The low fracture gradient of the formations in many deepwater basins can place severe limitations on mud weight and ECD. The impact of cold temperature on the drilling fluid in the riser tends to make operating in this narrow mud weight/fracture gradient window worse. In ultra-deepwater, the water column can represent up to 50% to 60% of the final well depth and has a major impact on drilling fluid temperature, especially when the drilling fluid remains static for an extended period. Without circulation, the temperature of the fluid in the blowout preventer (BOP) stack and lower riser can reduce to the seabed temperature in less than 12 hours.

The cooling effect of the water column results in markedly increased drilling fluid rheology, which in turn tends to increase drilling fluid ECD. Under static conditions, significant gelation can occur in an invert emulsion fluid, and the pressure required to break this gel structure, to re-establish circulation, can be high.

Data from downhole pressure-measurement tools demonstrates the high-pressure transients that can be impressed upon the borehole when the mud pumps are turned on or off. These pressure fluctuations can easily span approximately 1 ppg during connections and exceed the fracture gradient in a deepwater well if precautions are not taken. High gels also can cause problems of excessive swab and surge and, during a test phase, can hinder the transfer of pressure required to operate downhole test tools.

The effect of the reduced temperature on the fluid in the kill and choke (K&C) lines in deepwater is a particular concern, and substantial mud loss during the pump start-up phase of well kill operations characterizes well-control events in deepwater.

Managing the effect of temperature and pressure on the rheology of a drilling fluid can be crucial to drilling and completing deepwater wells.

Synthetic base mud

These issues have prompted the design of products and systems specifically for deepwater drilling.
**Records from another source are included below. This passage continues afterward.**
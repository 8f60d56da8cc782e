//! Image history bookkeeping after a deploy.

use super::{rollback_notice, ChangeUnitsArgs, UnitChange};
use crate::errors::{ProvisionError, Result};
use crate::pipeline::Action;
use async_trait::async_trait;
use tracing::{debug, error, warn};

/// Records the deployed image and prunes images beyond the history size.
///
/// Pruning never fails the pipeline.
#[derive(Debug, Clone, Copy, Default)]
pub struct UpdateAppImage;

#[async_trait]
impl Action<ChangeUnitsArgs, UnitChange> for UpdateAppImage {
    fn name(&self) -> &str {
        "update-app-image"
    }

    async fn forward(&self, args: &ChangeUnitsArgs, previous: UnitChange) -> Result<UnitChange> {
        args.cancellation.check().await?;
        let app = args.app.name();
        let images = &args.provisioner.images;

        let current = images.current_image_name(app).await.unwrap_or_default();
        if current != args.image {
            images
                .append_image_name(app, &args.image)
                .await
                .map_err(|err| ProvisionError::Image(format!("unable to save image name: {err}")))?;
        }

        let all = match images.list_app_images(app).await {
            Ok(all) => all,
            Err(err) => {
                error!(app = %app, error = %err, "couldn't list images for cleaning");
                return Ok(previous);
            }
        };
        let keep_from = all
            .len()
            .saturating_sub(args.provisioner.config.image_history_size);
        for (i, image) in all.iter().enumerate() {
            if i >= keep_from {
                if let Err(err) = args.provisioner.runtime.remove_image_ignore_last(image).await {
                    debug!(image = %image, error = %err, "ignored error removing old image");
                }
                continue;
            }
            if let Err(err) = images.clean_image(app, image).await {
                warn!(image = %image, error = %err, "ignored error cleaning old image");
            }
        }
        Ok(previous)
    }

    async fn on_error(&self, args: &ChangeUnitsArgs, error: &ProvisionError) {
        rollback_notice(args, error);
    }
}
However, higher performance was required to help cut the high cost of synthetic base mud losses in deepwater drilling operations. One solution in the GoM is the Accolade synthetic invert emulsion drilling fluid, which demonstrates reduced low-temperature gelation effects. The elimination of oregano-clays or organolignites in the fluid’s composition, a first for the industry, results in significantly reduced ECD compared with conventional synthetic base drilling fluids. Gel strengths are fragile and easy to break with substantially lower pressure spikes recorded by downhole pressure-while-drilling measurements, both on breaking circulation and from swab and surge during pipe movements in and out of the borehole.

The synthetic base drilling fluid was originally introduced to comply with US Environmental Protection Agency regulations in the GoM governing discharge of cuttings drilled with synthetic base mud (SBM) and to provide benefits in both shallow and deepwater drilling environments.

A scanning electron microscope (SEM) photograph of the filter cake, on a 35 micron disk, indicates no evidence of mud penetration into the PPA disk.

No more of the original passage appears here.